Arrow's impossibility theorem - Gray0Ed
http://en.wikipedia.org/wiki/Arrow%27s_impossibility_theorem

======
gjm11
A few remarks:

1\. Arrow's theorem concerns the situation where your election procedure needs
to deliver (not just a single winner, but) a _ranking_ of all the candidates.
You might hope that relaxing this condition will help, but ...

2\. There's a closely related theorem with the magnificent name of Gibbard-
Satterthwaite, which says that if you have more than two candidates, any
procedure that takes in ranked preferences and spits out a single winner must
(1) give all the power to one voter, or (2) leave at least one candidate
unable to win whatever the voters' preferences, or (3) be susceptible to
tactical voting, meaning that in some situations a voter does best to rank the
candidates in an order that doesn't match his or her actual preferences.

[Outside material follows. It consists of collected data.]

// src/parse/env.rs

//! Environment variable parsing.
//!
//! Entries keep their input order and are never deduplicated. If the same
//! key appears twice, both entries reach the engine and the engine decides
//! which one wins.

use std::fmt;
use std::path::Path;

use tracing::debug;

use crate::errors::{Result, RunJobError};
use crate::fs::FileSystem;

/// A single `KEY=VALUE` entry.
///
/// Only the first `=` separates key from value, so values may contain `=`.
/// Keys are non-empty and contain no whitespace.
#[derive(Debug, Clone, PartialEq, Eq)]
pub struct EnvEntry(String);

impl EnvEntry {
    pub fn parse(entry: &str) -> Result<Self> {
        match entry.split_once('=') {
            Some((key, _)) if !key.is_empty() && !key.contains(char::is_whitespace) => {
                Ok(Self(entry.to_string()))
            }
            _ => Err(RunJobError::SpecParse {
                kind: "env",
                entry: entry.to_string(),
                expected: "KEY=value",
            }),
        }
    }

    pub fn key(&self) -> &str {
        self.split().0
    }

    pub fn value(&self) -> &str {
        self.split().1
    }

    pub fn as_str(&self) -> &str {
        &self.0
    }

    fn split(&self) -> (&str, &str) {
        // Construction guarantees the separator.
        self.0.split_once('=').unwrap_or((&self.0, ""))
    }
}

impl fmt::Display for EnvEntry {
    fn fmt(&self, f: &mut fmt::Formatter<'_>) -> fmt::Result {
        f.write_str(&self.0)
    }
}

/// Parse each line as an env entry. Any line without `=` fails the parse.
pub fn parse_env_entries<I, S>(lines: I) -> Result<Vec<EnvEntry>>
where
    I: IntoIterator<Item = S>,
    S: AsRef<str>,
{
    lines
        .into_iter()
        .map(|line| EnvEntry::parse(line.as_ref()))
        .collect()
}

/// Parse the inline `KEY=VALUE[,KEY=VALUE...]` form. Entries are trimmed.
pub fn parse_inline_env(spec: &str) -> Result<Vec<EnvEntry>> {
    parse_env_entries(spec.split(',').map(str::trim))
}

/// Read env entries from a comma-separated list of files.
///
/// Entries are concatenated in file order, then line order. Lines are read
/// the way `docker run --env-file` reads them: leading whitespace is dropped,
/// and blank lines and `#` comments are skipped. A missing or unreadable file
/// fails the whole operation.
pub fn parse_env_files(fs: &dyn FileSystem, paths: &str) -> Result<Vec<EnvEntry>> {
    let mut entries = Vec::new();

    for path in paths.split(',').map(str::trim) {
        let path = Path::new(path);
        let contents = fs
            .read_to_string(path)
            .map_err(|source| RunJobError::EnvFile {
                path: path.to_path_buf(),
                source,
            })?;

        let lines = contents
            .lines()
            .map(str::trim_start)
            .filter(|line| !line.is_empty() && !line.starts_with('#'));

        let parsed = parse_env_entries(lines)?;
        debug!(path = %path.display(), count = parsed.len(), "loaded env file");
        entries.extend(parsed);
    }

    Ok(entries)
}

/// Combined environment for a job: inline entries first, then file entries.
pub fn resolve_env(
    fs: &dyn FileSystem,
    inline: Option<&str>,
    files: Option<&str>,
) -> Result<Vec<EnvEntry>> {
    let mut entries = match inline {
        Some(spec) if !spec.is_empty() => parse_inline_env(spec)?,
        _ => Vec::new(),
    };

    if let Some(paths) = files.filter(|p| !p.is_empty()) {
        entries.extend(parse_env_files(fs, paths)?);
    }

    Ok(entries)
}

3\. However, there is a loophole "at the other end". For instance, if the
input consists not of _rankings_ but of _scores_ (e.g., from 0 to 100), then
the conditions of Arrow and Gibbard-Satterthwaite don't apply. And, in fact:

4\. If there are only three candidates then "range voting" or "score voting"
(each voter scores every candidate and the candidate with best average or
total score wins) has the desirable properties Gibbard & Satterthwaite forbid
for ranking-based voting systems. (Almost: sometimes optimal voting strategy
might require you to give two candidates the same score even though you have a
definite preference between them.) But, alas,

5\. With more than three candidates no score-based system has those properties
either.

(An interesting simplification of range voting is "approval voting", where the
only possible scores are 0 and 1.)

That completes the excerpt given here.